From the listing below, extract every line containing "ConfigurationError".

↓↓↓

//! Household occupancy library
//!
//! Generates yearly ten-minute occupancy chains for household members from
//! time-use cluster models, and merges them into one household signal.

pub mod chronology;
pub mod config;
pub mod data;
pub mod error;
pub mod export;
pub mod household;
pub mod loads;
pub mod occupancy;
pub mod seeds;
pub mod stats;

pub use config::SimulationConfig;
pub use data::Datasets;
pub use error::{ConfigurationError, SimulationError};
pub use household::{Household, HouseholdSpec, SimulationResult};
pub use seeds::HouseholdSeeds;
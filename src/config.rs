//! Configuration for household simulation.

use std::path::Path;
use std::time::Duration;

use serde::{Deserialize, Serialize};

use crate::chronology::DayCountRule;
use crate::error::ConfigurationError;
use crate::occupancy::{DayRunEngine, State, SystemClock, ValidationRules, DEFAULT_START_STATE};

/// Simulation settings. Every field has a default, so a config file only
/// needs the values it changes.
#[derive(Clone, Debug, PartialEq, Serialize, Deserialize)]
#[serde(default, deny_unknown_fields)]
pub struct SimulationConfig {
    /// Calendar year to simulate (default: 2013).
    pub year: i32,

    /// Real-time budget per simulated day in seconds; `null` retries forever.
    pub day_budget_secs: Option<f64>,

    /// Day acceptance rules.
    pub validation: ValidationRules,

    /// State each member's representative week starts in.
    pub start_state: State,

    /// Day count of non-leap years.
    pub day_count_rule: DayCountRule,

    /// Member label excluded from occupancy generation (children under 12).
    pub child_label: String,
}

impl Default for SimulationConfig {
    fn default() -> Self {
        Self {
            year: 2013,
            day_budget_secs: Some(10.0),
            validation: ValidationRules::default(),
            start_state: DEFAULT_START_STATE,
            day_count_rule: DayCountRule::Calendar,
            child_label: "U12".to_string(),
        }
    }
}

impl SimulationConfig {
    /// Read a JSON config file.
    pub fn load(path: &Path) -> Result<Self, ConfigurationError> {
        let invalid = |message: String| ConfigurationError::InvalidFile {
            path: path.display().to_string(),
            message,
        };
        let contents = std::fs::read_to_string(path).map_err(|e| invalid(e.to_string()))?;
        let config: Self = serde_json::from_str(&contents).map_err(|e| invalid(e.to_string()))?;
        config.check()?;
        Ok(config)
    }

    pub fn check(&self) -> Result<(), ConfigurationError> {
        if let Some(secs) = self.day_budget_secs {
            if !secs.is_finite() || secs < 0.0 {
                return Err(ConfigurationError::InvalidSetting(format!(
                    "day_budget_secs must be a non-negative number, got {}",
                    secs
                )));
            }
        }
        if self.validation.min_run_bins == 0 {
            return Err(ConfigurationError::InvalidSetting(
                "validation.min_run_bins must be at least 1".to_string(),
            ));
        }
        Ok(())
    }

    /// Per-day budget, `None` when unbounded.
    pub fn day_budget(&self) -> Option<Duration> {
        self.day_budget_secs
            .map(|secs| Duration::try_from_secs_f64(secs).unwrap_or(Duration::ZERO))
    }

    /// Day run engine on the wall clock with these settings.
    pub fn engine(&self) -> DayRunEngine {
        DayRunEngine::with_clock(SystemClock::new(), self.day_budget(), self.validation)
    }
}
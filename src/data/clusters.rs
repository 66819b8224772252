//! Cluster-probability table and Markov cluster models.

use std::collections::BTreeMap;
use std::path::Path;
use std::sync::Arc;

use rand::Rng;
use serde::{Deserialize, Serialize};

use crate::chronology::DayType;
use crate::occupancy::ClusterModel;
use crate::stats::{is_probability_row, pick_index};

use super::{read_json, DatasetError};

/// Per day-type and member label, the probability of each cluster id.
#[derive(Clone, Debug, Default, PartialEq, Serialize, Deserialize)]
#[serde(deny_unknown_fields)]
pub struct MembershipTable {
    pub weekday: BTreeMap<String, BTreeMap<String, f64>>,
    pub saturday: BTreeMap<String, BTreeMap<String, f64>>,
    pub sunday: BTreeMap<String, BTreeMap<String, f64>>,
}

impl MembershipTable {
    pub fn for_day(&self, day_type: DayType) -> &BTreeMap<String, BTreeMap<String, f64>> {
        match day_type {
            DayType::Weekday => &self.weekday,
            DayType::Saturday => &self.saturday,
            DayType::Sunday => &self.sunday,
        }
    }
}

#[derive(Deserialize)]
#[serde(deny_unknown_fields)]
struct ClusterFile {
    membership: MembershipTable,
    clusters: BTreeMap<String, ClusterModel>,
}

/// Cluster membership plus the models the membership refers to.
#[derive(Clone, Debug)]
pub struct ClusterTable {
    membership: MembershipTable,
    models: BTreeMap<String, Arc<ClusterModel>>,
}

impl ClusterTable {
    pub fn load(path: &Path) -> Result<Self, DatasetError> {
        let file: ClusterFile = read_json(path)?;
        Self::from_parts(file.membership, file.clusters).map_err(|m| DatasetError::malformed(path, m))
    }

    /// Build a table, checking every model and every membership reference.
    pub fn from_parts(
        membership: MembershipTable,
        models: BTreeMap<String, ClusterModel>,
    ) -> Result<Self, String> {
        for (id, model) in &models {
            model.check().map_err(|m| format!("cluster {}: {}", id, m))?;
        }

        for day_type in DayType::ALL {
            for (label, weights) in membership.for_day(day_type) {
                if weights.is_empty() {
                    return Err(format!("{} membership of {} lists no clusters", day_type, label));
                }
                let values: Vec<f64> = weights.values().copied().collect();
                if !is_probability_row(&values) || values.iter().sum::<f64>() <= 0.0 {
                    return Err(format!(
                        "{} membership of {} needs non-negative weights with positive total",
                        day_type, label
                    ));
                }
                if let Some(id) = weights.keys().find(|id| !models.contains_key(*id)) {
                    return Err(format!(
                        "{} membership of {} refers to unknown cluster {}",
                        day_type, label, id
                    ));
                }
            }
        }

        Ok(Self {
            membership,
            models: models.into_iter().map(|(id, m)| (id, Arc::new(m))).collect(),
        })
    }

    pub fn membership(&self) -> &MembershipTable {
        &self.membership
    }

    pub fn model(&self, id: &str) -> Option<&Arc<ClusterModel>> {
        self.models.get(id)
    }

    pub fn model_count(&self) -> usize {
        self.models.len()
    }

    /// Whether `label` has membership probabilities for every day-type.
    pub fn knows_label(&self, label: &str) -> bool {
        DayType::ALL
            .iter()
            .all(|&d| self.membership.for_day(d).contains_key(label))
    }

    /// Draw the cluster id of a member with `label` for `day_type`.
    pub fn sample_cluster<R: Rng>(&self, day_type: DayType, label: &str, rng: &mut R) -> Option<&str> {
        let weights = self.membership.for_day(day_type).get(label)?;
        let values: Vec<f64> = weights.values().copied().collect();
        let index = pick_index(&values, rng)?;
        weights.keys().nth(index).map(String::as_str)
    }
}
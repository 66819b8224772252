//! Markov day sampler.
//!
//! Walks the 144 ten-minute bins of a day, alternating sojourn-duration and
//! transition draws from the cluster tables of the current coarse bin.

use rand::Rng;

use super::cluster::{ClusterModel, DaySequence, State};
use super::{coarse_bin, BINS_PER_DAY};

/// Sample one candidate day starting in `start`.
///
/// The start state keeps its first drawn duration in full; every later state
/// already occupies the bin it was drawn in, so its duration is shortened by one.
pub fn sample_day<R: Rng>(start: State, model: &ClusterModel, rng: &mut R) -> DaySequence {
    let mut states = Vec::with_capacity(BINS_PER_DAY);
    states.push(start);
    let mut remaining = model.sample_duration(start, coarse_bin(0), rng);

    for bin in 1..BINS_PER_DAY {
        let previous = states[bin - 1];
        if remaining == 0 {
            let coarse = coarse_bin(bin);
            let next = model.sample_transition(previous, coarse, rng);
            remaining = model.sample_duration(next, coarse, rng) - 1;
            states.push(next);
        } else {
            states.push(previous);
            remaining -= 1;
        }
    }

    DaySequence::from_full_day(states)
}
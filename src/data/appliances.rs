//! Appliance ownership table.

use std::collections::BTreeMap;
use std::path::Path;

use rand::Rng;
use serde::{Deserialize, Serialize};

use super::{read_json, DatasetError};

/// What drives an appliance's use.
#[derive(Clone, Copy, Debug, PartialEq, Eq, Serialize, Deserialize)]
#[serde(rename_all = "snake_case")]
pub enum ApplianceActivity {
    /// Cycles regardless of occupancy (cold appliances)
    Continuous,
    /// Only started while an occupant is active at home
    Presence,
}

/// One appliance type.
#[derive(Clone, Debug, PartialEq, Serialize, Deserialize)]
#[serde(deny_unknown_fields)]
pub struct ApplianceRecord {
    /// Share of households owning the appliance (0..=1)
    pub owner: f64,
    /// Standby power in W
    pub standby_power: f64,
    /// Mean power during a cycle in W
    pub cycle_power: f64,
    /// Cycle length in minutes
    pub cycle_length: u32,
    /// Mean cycles per year
    pub cycles_per_year: f64,
    pub activity: ApplianceActivity,
}

impl ApplianceRecord {
    fn check(&self) -> Result<(), String> {
        if !(0.0..=1.0).contains(&self.owner) {
            return Err(format!("ownership rate {} outside [0, 1]", self.owner));
        }
        for (field, value) in [
            ("standby_power", self.standby_power),
            ("cycle_power", self.cycle_power),
            ("cycles_per_year", self.cycles_per_year),
        ] {
            if !value.is_finite() || value < 0.0 {
                return Err(format!("{} must be a non-negative number, got {}", field, value));
            }
        }
        if self.cycle_length == 0 {
            return Err("cycle_length must be at least one minute".to_string());
        }
        Ok(())
    }
}

/// Appliance records keyed by appliance name.
#[derive(Clone, Debug, PartialEq, Serialize, Deserialize)]
#[serde(deny_unknown_fields)]
pub struct ApplianceTable {
    pub appliances: BTreeMap<String, ApplianceRecord>,
}

impl ApplianceTable {
    pub fn load(path: &Path) -> Result<Self, DatasetError> {
        let table: Self = read_json(path)?;
        for (name, record) in &table.appliances {
            record
                .check()
                .map_err(|m| DatasetError::malformed(path, format!("appliance {}: {}", name, m)))?;
        }
        Ok(table)
    }

    pub fn len(&self) -> usize {
        self.appliances.len()
    }

    pub fn is_empty(&self) -> bool {
        self.appliances.is_empty()
    }

    pub fn get(&self, name: &str) -> Option<&ApplianceRecord> {
        self.appliances.get(name)
    }

    /// Draw which appliances a household owns, each independently with its
    /// ownership rate. Names come back in table order.
    pub fn sample_owned<R: Rng>(&self, rng: &mut R) -> Vec<String> {
        self.appliances
            .iter()
            .filter(|(_, record)| rng.gen::<f64>() < record.owner)
            .map(|(name, _)| name.clone())
            .collect()
    }
}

↑↑↑

## Output
pub use error::{ConfigurationError, SimulationError};
use crate::error::ConfigurationError;
    pub fn load(path: &Path) -> Result<Self, ConfigurationError> {
        let invalid = |message: String| ConfigurationError::InvalidFile {
    pub fn check(&self) -> Result<(), ConfigurationError> {
                return Err(ConfigurationError::InvalidSetting(format!(
            return Err(ConfigurationError::InvalidSetting(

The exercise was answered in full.